Today I’m delighted to bring you an extract from Christopher Lowery’s The Dark Web, the final book in the African Diamonds Trilogy. Let’s take a look at what the book is all about:
About the Book
The thrilling final instalment in the gripping African Diamonds trilogy!
The tentacles of the Dark Web are tightening their grip around the world. From Moscow to Shanghai, Washington, UK, the Middle East and Europe, nowhere is beyond their reach.
When a computer scientist dies mysteriously in Dubai, Jenny Bishop’s nephew, Leo Stewart, is hired to replace him. Leo’s life is soon in danger, but he is the only person who can find the key to prevent an impending global cyber-attack. With the help of Jenny and old and new friends, he must neutralise the threat before the world’s vital services are brought to a halt in a flagrant attempt to once again redraw the borders of Europe and Asia. Can the deadly conspiracy be exposed before the world is thrust into a new Cold War?
Christopher Lowery delivers a gripping final chapter in the bestselling African Diamonds trilogy, with a thriller that is powerfully resonant of today’s global dangers, hidden behind the ever-changing technological landscape.

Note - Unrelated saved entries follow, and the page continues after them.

//! アプリケーション設定
//!
//! - AppConfig: 環境変数から解決する接続設定（APIキー・通知先・カメラ）
//! - AppPaths: ホームディレクトリ配下のファイル配置
//! - ConfigStore: 監視設定ファイルの読み書きと共有スナップショット

use crate::error::{Result, StudyBuddyError};
use serde::{Deserialize, Serialize};
use serde_json::Value;
use std::path::{Path, PathBuf};
use std::sync::{Arc, RwLock};
use study_buddy_common::MonitorConfig;
use tracing::{info, warn};

pub const DEFAULT_KIMI_BASE_URL: &str = "https://api.moonshot.cn/v1";
pub const DEFAULT_KIMI_MODEL: &str = "moonshot-v1-8k-vision-preview";
pub const DEFAULT_WECOM_BASE_URL: &str = "https://qyapi.weixin.qq.com";
pub const DEFAULT_TELEGRAM_BASE_URL: &str = "https://api.telegram.org";

/// ホームディレクトリ配下のパス
#[derive(Debug, Clone)]
pub struct AppPaths {
    pub home: PathBuf,
}

impl AppPaths {
    /// `--home` → `STUDY_BUDDY_HOME` → `~/.study-buddy`
    pub fn resolve(home_flag: Option<PathBuf>) -> Result<Self> {
        if let Some(home) = home_flag {
            return Ok(Self::new(home));
        }
        if let Ok(home) = std::env::var("STUDY_BUDDY_HOME") {
            if !home.trim().is_empty() {
                return Ok(Self::new(PathBuf::from(home)));
            }
        }
        let home = dirs::home_dir()
            .ok_or_else(|| StudyBuddyError::Config("ホームディレクトリが見つかりません".into()))?;
        Ok(Self::new(home.join(".study-buddy")))
    }

    pub fn new(home: impl Into<PathBuf>) -> Self {
        Self { home: home.into() }
    }

    pub fn config_dir(&self) -> PathBuf {
        self.home.join("config")
    }

    pub fn data_dir(&self) -> PathBuf {
        self.home.join("data")
    }

    pub fn logs_dir(&self) -> PathBuf {
        self.home.join("logs")
    }

    pub fn captures_dir(&self) -> PathBuf {
        self.data_dir().join("captures")
    }

    pub fn monitor_config_file(&self) -> PathBuf {
        self.config_dir().join("monitor_config.json")
    }

    pub fn recipients_file(&self) -> PathBuf {
        self.config_dir().join("recipients.json")
    }

    pub fn database_file(&self) -> PathBuf {
        self.data_dir().join("detection_records.db")
    }

    pub fn ensure_dirs(&self) -> Result<()> {
        for dir in [self.config_dir(), self.captures_dir(), self.logs_dir()] {
            std::fs::create_dir_all(&dir)?;
        }
        Ok(())
    }
}

#[derive(Debug, Clone, PartialEq, Eq)]
pub struct KimiSettings {
    pub api_key: Option<String>,
    pub base_url: String,
    pub model: String,
    pub timeout_secs: u64,
    pub max_retries: u32,
}

#[derive(Debug, Clone, PartialEq, Eq)]
pub struct WeComSettings {
    pub corp_id: String,
    pub secret: String,
    pub agent_id: i64,
    pub recipients: Vec<String>,
    pub base_url: String,
}

#[derive(Debug, Clone, PartialEq, Eq)]
pub struct TelegramSettings {
    pub bot_token: String,
    pub chat_ids: Vec<String>,
    pub base_url: String,
}

#[derive(Debug, Clone, PartialEq, Eq)]
pub struct CameraSettings {
    /// 撮影コマンド（既定 ffmpeg）
    pub program: String,
    /// デバイス指定（未指定ならプラットフォーム既定）
    pub device: Option<String>,
    pub max_width: u32,
    pub capture_timeout_secs: u64,
}

impl Default for CameraSettings {
    fn default() -> Self {
        Self {
            program: "ffmpeg".into(),
            device: None,
            max_width: 1920,
            capture_timeout_secs: 15,
        }
    }
}

/// 環境変数から解決した設定一式
#[derive(Debug, Clone)]
pub struct AppConfig {
    pub paths: AppPaths,
    pub kimi: KimiSettings,
    pub wecom: Option<WeComSettings>,
    pub telegram: Option<TelegramSettings>,
    pub camera: CameraSettings,
}

impl AppConfig {
    pub fn load(home_flag: Option<PathBuf>) -> Result<Self> {
        let paths = AppPaths::resolve(home_flag)?;
        let mut config = Self::from_lookup(paths, |key| std::env::var(key).ok())?;
        config.apply_saved_recipients()?;
        Ok(config)
    }

    /// 任意の検索関数から構築（テスト用に環境変数を差し替えられる）
    pub fn from_lookup<F>(paths: AppPaths, lookup: F) -> Result<Self>
    where
        F: Fn(&str) -> Option<String>,
    {
        let get = |key: &str| lookup(key).map(|v| v.trim().to_string()).filter(|v| !v.is_empty());

        let kimi = KimiSettings {
            api_key: get("KIMI_API_KEY"),
            base_url: get("KIMI_BASE_URL").unwrap_or_else(|| DEFAULT_KIMI_BASE_URL.into()),
            model: get("KIMI_MODEL").unwrap_or_else(|| DEFAULT_KIMI_MODEL.into()),
            timeout_secs: parse_env_number(get("KIMI_TIMEOUT_SECS"), "KIMI_TIMEOUT_SECS", 120)?,
            max_retries: parse_env_number(get("KIMI_MAX_RETRIES"), "KIMI_MAX_RETRIES", 3)?,
        };

        let wecom = match (get("WECHAT_CORPID"), get("WECHAT_SECRET"), get("WECHAT_AGENTID")) {
            (Some(corp_id), Some(secret), Some(agent_id)) => Some(WeComSettings {
                corp_id,
                secret,
                agent_id: agent_id.parse().map_err(|_| {
                    StudyBuddyError::Config(format!("WECHAT_AGENTID が数値ではありません: {}", agent_id))
                })?,
                recipients: split_recipients(get("WECHAT_TOUSER").as_deref().unwrap_or("")),
                base_url: get("WECHAT_BASE_URL").unwrap_or_else(|| DEFAULT_WECOM_BASE_URL.into()),
            }),
            _ => None,
        };

        let telegram = get("TELEGRAM_BOT_TOKEN").map(|bot_token| TelegramSettings {
            bot_token,
            chat_ids: split_recipients(get("TELEGRAM_CHAT_ID").as_deref().unwrap_or("")),
            base_url: get("TELEGRAM_BASE_URL").unwrap_or_else(|| DEFAULT_TELEGRAM_BASE_URL.into()),
        });

        let mut camera = CameraSettings::default();
        if let Some(program) = get("STUDY_BUDDY_CAMERA_PROGRAM") {
            camera.program = program;
        }
        camera.device = get("STUDY_BUDDY_CAMERA_DEVICE");

        Ok(Self {
            paths,
            kimi,
            wecom,
            telegram,
            camera,
        })
    }

    pub fn get_api_key(&self) -> Result<String> {
        self.kimi.api_key.clone().ok_or(StudyBuddyError::MissingApiKey)
    }

    /// 保存済みの受信者リストで環境変数の値を上書き
    pub fn apply_saved_recipients(&mut self) -> Result<()> {
        let Some(saved) = RecipientsFile::load(&self.paths.recipients_file())? else {
            return Ok(());
        };
        if let Some(wecom) = self.wecom.as_mut() {
            if !saved.wecom.is_empty() {
                wecom.recipients = saved.wecom;
            }
        }
        if let Some(telegram) = self.telegram.as_mut() {
            if !saved.telegram.is_empty() {
                telegram.chat_ids = saved.telegram;
            }
        }
        Ok(())
    }
}

fn parse_env_number<T: std::str::FromStr>(value: Option<String>, key: &str, default: T) -> Result<T> {
    match value {
        None => Ok(default),
        Some(v) => v
            .parse()
            .map_err(|_| StudyBuddyError::Config(format!("{} が数値ではありません: {}", key, v))),
    }
}

/// `a|b|c` 形式の受信者リスト
pub fn split_recipients(raw: &str) -> Vec<String> {
    raw.split('|')
        .map(str::trim)
        .filter(|s| !s.is_empty())
        .map(String::from)
        .collect()
}

/// 受信者リストの永続化（config/recipients.json）
#[derive(Debug, Clone, Default, PartialEq, Eq, Serialize, Deserialize)]
pub struct RecipientsFile {
    #[serde(default)]
    pub wecom: Vec<String>,
    #[serde(default)]
    pub telegram: Vec<String>,
}

impl RecipientsFile {
    pub fn load(path: &Path) -> Result<Option<Self>> {
        if !path.exists() {
            return Ok(None);
        }
        let content = std::fs::read_to_string(path)?;
        Ok(Some(serde_json::from_str(&content)?))
    }

    pub fn save(&self, path: &Path) -> Result<()> {
        if let Some(parent) = path.parent() {
            std::fs::create_dir_all(parent)?;
        }
        std::fs::write(path, serde_json::to_string_pretty(self)?)?;
        Ok(())
    }
}

/// 監視設定ストア
///
/// サイクルごとに [`ConfigStore::snapshot`] で最新値を取得する。
#[derive(Debug, Clone)]
pub struct ConfigStore {
    path: PathBuf,
    current: Arc<RwLock<MonitorConfig>>,
}

impl ConfigStore {
    /// ファイルがなければ既定値を書き出す。壊れたJSONは既定値で起動（ファイルは上書きしない）。
    pub fn open(path: impl Into<PathBuf>) -> Result<Self> {
        let path = path.into();
        let config = if path.exists() {
            let content = std::fs::read_to_string(&path)?;
            match MonitorConfig::from_json_str(&content) {
                Ok(config) => config,
                Err(e) => {
                    warn!(path = %path.display(), error = %e, "監視設定を読めないため既定値を使用");
                    MonitorConfig::default()
                }
            }
        } else {
            let config = MonitorConfig::default();
            write_config(&path, &config)?;
            info!(path = %path.display(), "既定の監視設定を作成");
            config
        };

        Ok(Self {
            path,
            current: Arc::new(RwLock::new(config)),
        })
    }

    /// メモリ上のみ（テスト用）
    pub fn in_memory(path: impl Into<PathBuf>, config: MonitorConfig) -> Self {
        Self {
            path: path.into(),
            current: Arc::new(RwLock::new(config)),
        }
    }

    pub fn path(&self) -> &Path {
        &self.path
    }

    pub fn snapshot(&self) -> MonitorConfig {
        match self.current.read() {
            Ok(guard) => guard.clone(),
            Err(poisoned) => poisoned.into_inner().clone(),
        }
    }

    /// 部分更新: 検証 → 保存 → 反映。失敗時は元の設定とファイルをそのまま残す。
    ///
    /// 戻り値は (更新前, 更新後)
    pub fn update(&self, patch: &Value) -> Result<(MonitorConfig, MonitorConfig)> {
        let mut guard = match self.current.write() {
            Ok(guard) => guard,
            Err(poisoned) => poisoned.into_inner(),
        };
        let next = guard.apply_patch(patch)?;
        write_config(&self.path, &next)?;
        let previous = std::mem::replace(&mut *guard, next.clone());
        Ok((previous, next))
    }

    /// 既定値に戻して保存
    pub fn reset(&self) -> Result<MonitorConfig> {
        let config = MonitorConfig::default();
        write_config(&self.path, &config)?;
        let mut guard = match self.current.write() {
            Ok(guard) => guard,
            Err(poisoned) => poisoned.into_inner(),
        };
        *guard = config.clone();
        Ok(config)
    }
}

fn write_config(path: &Path, config: &MonitorConfig) -> Result<()> {
    if let Some(parent) = path.parent() {
        std::fs::create_dir_all(parent)?;
    }
    std::fs::write(path, config.to_json_pretty()?)?;
    Ok(())
}
//! カメラ
//!
//! 撮影とプレビューは1つのリース（非同期Mutex）を取り合う。
//! リースはフレーム取得の間だけ保持し、エンコードや保存中は解放している。

mod command;

pub use command::{is_jpeg, CommandGrabber};

use crate::error::{Result, StudyBuddyError};
use async_trait::async_trait;
use chrono::Local;
use image::codecs::jpeg::JpegEncoder;
use image::imageops::FilterType;
use lazy_static::lazy_static;
use regex::Regex;
use serde::Serialize;
use std::path::{Path, PathBuf};
use std::sync::atomic::{AtomicBool, Ordering};
use std::sync::{Arc, Mutex};
use std::time::{Duration, Instant};
use tokio::sync::{Mutex as AsyncMutex, OwnedMutexGuard};
use tracing::{debug, info, warn};
use walkdir::WalkDir;

pub const JPEG_QUALITY: u8 = 95;

lazy_static! {
    static ref CAPTURE_FILE_RE: Regex = Regex::new(r"^\d{8}_\d{6}(_\d+)?\.jpg$").unwrap();
}

/// フレーム取得元
#[async_trait]
pub trait FrameGrabber: Send + Sync {
    /// JPEG 1フレーム
    async fn grab(&self) -> Result<Vec<u8>>;

    /// デバイス解放（常駐しない実装では何もしない）
    async fn release(&self) {}
}

#[derive(Debug, Clone, Copy)]
pub struct CameraOptions {
    pub max_width: u32,
    pub capture_timeout: Duration,
}

impl Default for CameraOptions {
    fn default() -> Self {
        Self {
            max_width: 1920,
            capture_timeout: Duration::from_secs(15),
        }
    }
}

#[derive(Debug, Clone)]
struct PreviewSession {
    client_id: String,
    started: Instant,
    duration: Duration,
}

impl PreviewSession {
    fn remaining(&self) -> Option<Duration> {
        self.duration.checked_sub(self.started.elapsed()).filter(|d| !d.is_zero())
    }
}

#[derive(Debug, Clone, Serialize)]
pub struct CameraStatus {
    pub busy: bool,
    pub previewing: bool,
    pub preview_client: Option<String>,
    pub preview_remaining_secs: u64,
}

/// カメラ占有リース（drop で解放）
pub struct CameraLease {
    _guard: OwnedMutexGuard<()>,
    busy: Arc<AtomicBool>,
}

impl Drop for CameraLease {
    fn drop(&mut self) {
        self.busy.store(false, Ordering::SeqCst);
    }
}

pub struct CameraService {
    grabber: Arc<dyn FrameGrabber>,
    lease: Arc<AsyncMutex<()>>,
    busy: Arc<AtomicBool>,
    preview: Mutex<Option<PreviewSession>>,
    captures_dir: PathBuf,
    options: CameraOptions,
}

impl CameraService {
    pub fn new(grabber: Arc<dyn FrameGrabber>, captures_dir: impl Into<PathBuf>, options: CameraOptions) -> Self {
        Self {
            grabber,
            lease: Arc::new(AsyncMutex::new(())),
            busy: Arc::new(AtomicBool::new(false)),
            preview: Mutex::new(None),
            captures_dir: captures_dir.into(),
            options,
        }
    }

    pub fn captures_dir(&self) -> &Path {
        &self.captures_dir
    }

    pub fn is_busy(&self) -> bool {
        self.busy.load(Ordering::SeqCst)
    }

    /// 占有を待って取得
    pub async fn acquire(&self) -> CameraLease {
        let guard = self.lease.clone().lock_owned().await;
        self.busy.store(true, Ordering::SeqCst);
        CameraLease {
            _guard: guard,
            busy: self.busy.clone(),
        }
    }

    /// 1枚撮影して保存し、パスを返す
    pub async fn capture(&self) -> Result<PathBuf> {
        let frame = {
            let _lease = self.acquire().await;
            tokio::time::timeout(self.options.capture_timeout, self.grabber.grab())
                .await
                .map_err(|_| {
                    StudyBuddyError::Capture(format!(
                        "撮影がタイムアウトしました（{}秒）",
                        self.options.capture_timeout.as_secs()
                    ))
                })??
        };

        std::fs::create_dir_all(&self.captures_dir)?;
        let path = next_capture_path(&self.captures_dir);
        let max_width = self.options.max_width;
        let target = path.clone();
        tokio::task::spawn_blocking(move || -> Result<()> {
            let jpeg = process_frame(&frame, max_width)?;
            std::fs::write(&target, jpeg)?;
            Ok(())
        })
        .await
        .map_err(|e| StudyBuddyError::Capture(format!("画像保存タスクが失敗: {}", e)))??;

        info!(path = %path.display(), "撮影完了");
        Ok(path)
    }

    /// デバイスを解放（監視停止時）
    pub async fn release(&self) {
        let _lease = self.acquire().await;
        self.grabber.release().await;
        debug!("カメラを解放");
    }

    // =============================================
    // プレビュー
    // =============================================

    pub fn begin_preview(&self, client_id: impl Into<String>, duration: Duration) {
        let session = PreviewSession {
            client_id: client_id.into(),
            started: Instant::now(),
            duration,
        };
        info!(client = %session.client_id, secs = duration.as_secs(), "プレビュー開始");
        *self.preview_slot() = Some(session);
    }

    pub fn end_preview(&self) {
        if self.preview_slot().take().is_some() {
            info!("プレビュー終了");
        }
    }

    /// 残り時間。期限切れならセッションを片付けて None
    pub fn preview_remaining(&self) -> Option<Duration> {
        let mut slot = self.preview_slot();
        let remaining = slot.as_ref().and_then(PreviewSession::remaining);
        if remaining.is_none() {
            *slot = None;
        }
        remaining
    }

    pub fn is_previewing(&self) -> bool {
        self.preview_remaining().is_some()
    }

    /// プレビュー中なら次のフレーム（フレームごとにリースを取る）
    pub async fn next_preview_frame(&self) -> Result<Option<Vec<u8>>> {
        if !self.is_previewing() {
            return Ok(None);
        }
        let _lease = self.acquire().await;
        let frame = tokio::time::timeout(self.options.capture_timeout, self.grabber.grab())
            .await
            .map_err(|_| StudyBuddyError::Capture("プレビューフレーム取得がタイムアウト".into()))??;
        Ok(Some(frame))
    }

    pub fn status(&self) -> CameraStatus {
        let remaining = self.preview_remaining();
        let client = self.preview_slot().as_ref().map(|s| s.client_id.clone());
        CameraStatus {
            busy: self.is_busy(),
            previewing: remaining.is_some(),
            preview_client: client,
            preview_remaining_secs: remaining.map(|d| d.as_secs()).unwrap_or(0),
        }
    }

    /// 最新の撮影画像
    pub fn latest_capture(&self) -> Option<PathBuf> {
        latest_capture_in(&self.captures_dir)
    }

    fn preview_slot(&self) -> std::sync::MutexGuard<'_, Option<PreviewSession>> {
        match self.preview.lock() {
            Ok(guard) => guard,
            Err(poisoned) => {
                warn!("preview lock poisoned");
                poisoned.into_inner()
            }
        }
    }
}

/// `YYYYmmdd_HHMMSS.jpg`（同一秒なら `_1`, `_2` ...）
pub fn next_capture_path(dir: &Path) -> PathBuf {
    let stem = Local::now().format("%Y%m%d_%H%M%S").to_string();
    let mut path = dir.join(format!("{}.jpg", stem));
    let mut n = 1;
    while path.exists() {
        path = dir.join(format!("{}_{}.jpg", stem, n));
        n += 1;
    }
    path
}

pub fn latest_capture_in(dir: &Path) -> Option<PathBuf> {
    WalkDir::new(dir)
        .max_depth(1)
        .into_iter()
        .filter_map(|e| e.ok())
        .filter(|e| e.file_type().is_file())
        .filter(|e| CAPTURE_FILE_RE.is_match(&e.file_name().to_string_lossy()))
        .max_by(|a, b| a.file_name().cmp(b.file_name()))
        .map(|e| e.into_path())
}

/// デコード → 幅を max_width 以下に縮小 → JPEG(95) 再エンコード
pub fn process_frame(frame: &[u8], max_width: u32) -> Result<Vec<u8>> {
    let image = image::load_from_memory(frame)
        .map_err(|e| StudyBuddyError::Capture(format!("フレームのデコードに失敗: {}", e)))?;

    let image = if max_width > 0 && image.width() > max_width {
        let height = ((image.height() as u64 * max_width as u64) / image.width() as u64).max(1) as u32;
        image.resize_exact(max_width, height, FilterType::Triangle)
    } else {
        image
    };

    let rgb = image.to_rgb8();
    let mut buf = Vec::new();
    JpegEncoder::new_with_quality(&mut buf, JPEG_QUALITY)
        .encode_image(&rgb)
        .map_err(|e| StudyBuddyError::Capture(format!("JPEGエンコードに失敗: {}", e)))?;
    Ok(buf)
}

#[cfg(test)]
mod tests {
    use super::*;
    use image::{ImageBuffer, Rgb};
    use tempfile::tempdir;

    fn sample_jpeg(width: u32, height: u32) -> Vec<u8> {
        let img: ImageBuffer<Rgb<u8>, Vec<u8>> =
            ImageBuffer::from_fn(width, height, |x, y| Rgb([(x % 256) as u8, (y % 256) as u8, 128]));
        let mut buf = Vec::new();
        JpegEncoder::new_with_quality(&mut buf, 80).encode_image(&img).unwrap();
        buf
    }

    struct StaticGrabber {
        frame: Vec<u8>,
        delay: Duration,
    }

    #[async_trait]
    impl FrameGrabber for StaticGrabber {
        async fn grab(&self) -> Result<Vec<u8>> {
            tokio::time::sleep(self.delay).await;
            Ok(self.frame.clone())
        }
    }

    fn service(dir: &Path, delay: Duration, timeout: Duration) -> CameraService {
        let grabber = Arc::new(StaticGrabber {
            frame: sample_jpeg(64, 48),
            delay,
        });
        CameraService::new(
            grabber,
            dir,
            CameraOptions {
                max_width: 32,
                capture_timeout: timeout,
            },
        )
    }

    #[test]
    fn test_process_frame_downscales() {
        let out = process_frame(&sample_jpeg(64, 48), 32).unwrap();
        let decoded = image::load_from_memory(&out).unwrap();
        assert_eq!(decoded.width(), 32);
        assert_eq!(decoded.height(), 24);
    }

    #[test]
    fn test_process_frame_keeps_small_images() {
        let out = process_frame(&sample_jpeg(20, 10), 1920).unwrap();
        let decoded = image::load_from_memory(&out).unwrap();
        assert_eq!((decoded.width(), decoded.height()), (20, 10));
    }

    #[test]
    fn test_process_frame_rejects_garbage() {
        assert!(matches!(process_frame(b"not an image", 100), Err(StudyBuddyError::Capture(_))));
    }

    #[test]
    fn test_latest_capture_picks_newest_name() {
        let dir = tempdir().unwrap();
        for name in ["20260301_080000.jpg", "20260302_090000.jpg", "20260302_090000_1.jpg", "other.jpg"] {
            std::fs::write(dir.path().join(name), b"x").unwrap();
        }
        let latest = latest_capture_in(dir.path()).unwrap();
        assert_eq!(latest.file_name().unwrap(), "20260302_090000_1.jpg");
    }

    #[test]
    fn test_latest_capture_empty_dir() {
        let dir = tempdir().unwrap();
        assert!(latest_capture_in(dir.path()).is_none());
    }

    #[test]
    fn test_next_capture_path_avoids_collision() {
        let dir = tempdir().unwrap();
        let first = next_capture_path(dir.path());
        std::fs::write(&first, b"x").unwrap();
        let second = next_capture_path(dir.path());
        assert_ne!(first, second);
        assert!(CAPTURE_FILE_RE.is_match(&second.file_name().unwrap().to_string_lossy()));
    }

    #[tokio::test]
    async fn test_capture_writes_resized_jpeg() {
        let dir = tempdir().unwrap();
        let camera = service(dir.path(), Duration::ZERO, Duration::from_secs(5));
        let path = camera.capture().await.unwrap();
        assert!(path.starts_with(dir.path()));
        let decoded = image::open(&path).unwrap();
        assert_eq!(decoded.width(), 32);
        assert!(!camera.is_busy());
        assert_eq!(camera.latest_capture(), Some(path));
    }

    #[tokio::test]
    async fn test_capture_timeout_releases_lease() {
        let dir = tempdir().unwrap();
        let camera = service(dir.path(), Duration::from_secs(10), Duration::from_millis(50));
        let result = camera.capture().await;
        assert!(matches!(result, Err(StudyBuddyError::Capture(_))));
        assert!(!camera.is_busy());
    }

    #[tokio::test]
    async fn test_lease_is_exclusive() {
        let dir = tempdir().unwrap();
        let camera = Arc::new(service(dir.path(), Duration::ZERO, Duration::from_secs(5)));

        let lease = camera.acquire().await;
        assert!(camera.is_busy());

        let waiter = {
            let camera = camera.clone();
            tokio::spawn(async move { camera.capture().await })
        };
        tokio::time::sleep(Duration::from_millis(50)).await;
        assert!(!waiter.is_finished());

        drop(lease);
        let path = waiter.await.unwrap().unwrap();
        assert!(path.exists());
        assert!(!camera.is_busy());
    }

    #[tokio::test]
    async fn test_preview_session_lifecycle() {
        let dir = tempdir().unwrap();
        let camera = service(dir.path(), Duration::ZERO, Duration::from_secs(5));

        assert!(camera.next_preview_frame().await.unwrap().is_none());

        camera.begin_preview("web", Duration::from_secs(10));
        assert!(camera.is_previewing());
        assert!(camera.preview_remaining().unwrap() <= Duration::from_secs(10));
        let frame = camera.next_preview_frame().await.unwrap().unwrap();
        assert!(is_jpeg(&frame));
        assert_eq!(camera.status().preview_client.as_deref(), Some("web"));

        camera.end_preview();
        assert!(!camera.is_previewing());
    }

    #[tokio::test]
    async fn test_preview_expires() {
        let dir = tempdir().unwrap();
        let camera = service(dir.path(), Duration::ZERO, Duration::from_secs(5));
        camera.begin_preview("web", Duration::from_millis(30));
        tokio::time::sleep(Duration::from_millis(60)).await;
        assert!(camera.preview_remaining().is_none());
        assert!(!camera.status().previewing);
    }
}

The perfect read for fans of Gerald Seymour, Wilbur Smith and Frederick Forsyt
The Dark Web
Thursday, 26 July 2012 It was six-thirty on a dark, rainy morning when Chongkun climbed into his white 2009 Volkswagen Golf. Although he had a chauffeur and several other cars, including a 1999 Rolls Royce Silver Spirit Mark IV, he preferred to weave through the traffic in the little saloon and drop it in the employees’ parking lot behind the Lee-Win building in Pudong, leaving the luxury travel for his wife. The sky was black with heavy rainclouds, and he strained to see through the windscreen wipers as he drove slowly along the street lit up by the headlights of the passing cars. Their colonial-style town house in the Jing’an area was about fifteen kilometres from the office, on the other side of the Huangpu River. Chongkun would meet their two sons, Junjie and Jiang, for a coffee before work and chat over the day’s programme. Both were married and worked with him in the microprocessor business, as heads of finance and marketing respectively. Although the family owned several other companies involved in manufacturing and commerce, he loved the challenge of the continual innovations in the world of the Internet, often led by Lee-Win under his stewardship.
Chongkun always took the same route to work. Experience had taught him it involved the fewest hold-ups, and the trip took less than thirty minutes at that time in the morning. He made his way to the Fuxing East Road to cross the river by the tunnel and then come down Century Avenue to the business park. At the roundabout near the Xiao Taoyuan Qingzhensi Mosque, the cars were bunched up, nervous drivers waiting for a gap to enter the traffic. As Chongkun inched his car forward, a massive black Hummer pulled alongside him on the right and a green Ford saloon came up on his left side, moving to the inside lane of the roundabout. The Hummer also moved ahead and he drove slowly out with it, protected by the saloon on his left. Suddenly he felt a soft impact from behind and the Golf was pushed several metres forward, onto the roundabout. He jammed his foot on the brake and looked in the rear-view mirror. An old red Land Rover had run into the back of his car. The Ford on his left had stopped, and he looked past it to see a Tsingtao Beer truck bearing directly down on him. The Hummer had also stopped on his right, and he pushed the throttle flat to the floor to try to get past it and over the roundabout.
The fully loaded lorry smashed into the Golf, pushing it into the Hummer. The little car was crushed to half its size, with Chongkun inside. It took the firemen three hours to extricate his dead body from the wreckage. The Land Rover had disappeared from the scene. In the dark, pouring rain no one was sure what had happened and why he had driven into the path of the truck.
The verdict of the inquest was accidental death, but his heartbroken widow didn’t believe it. In October, she sold Lee-Win Micro-Technology to the syndicate for twenty per cent less than their original offer, and the Lee-Win family left Shanghai and settled in Macau. Xiu Lee-Win’s prophesy had proved to be accurate, but not for the reasons she supposed.
Well … if that hasn’t whet your appetite, I don’t know what will. You can purchase your own copy of the book right here.
About the Author
Christopher is a Geordie, born in the northeast of England, who graduated in finance and economics after reluctantly giving up career choices in professional golf and rock & roll. He is a real estate and telecoms entrepreneur and has created several successful companies around the world. Chris was inspired to write his debut novel, the Angolan Clan, after the Revolution of the Carnations forced him to flee Portugal in 1975 with his family. He and his wife live between Geneva and Marbella.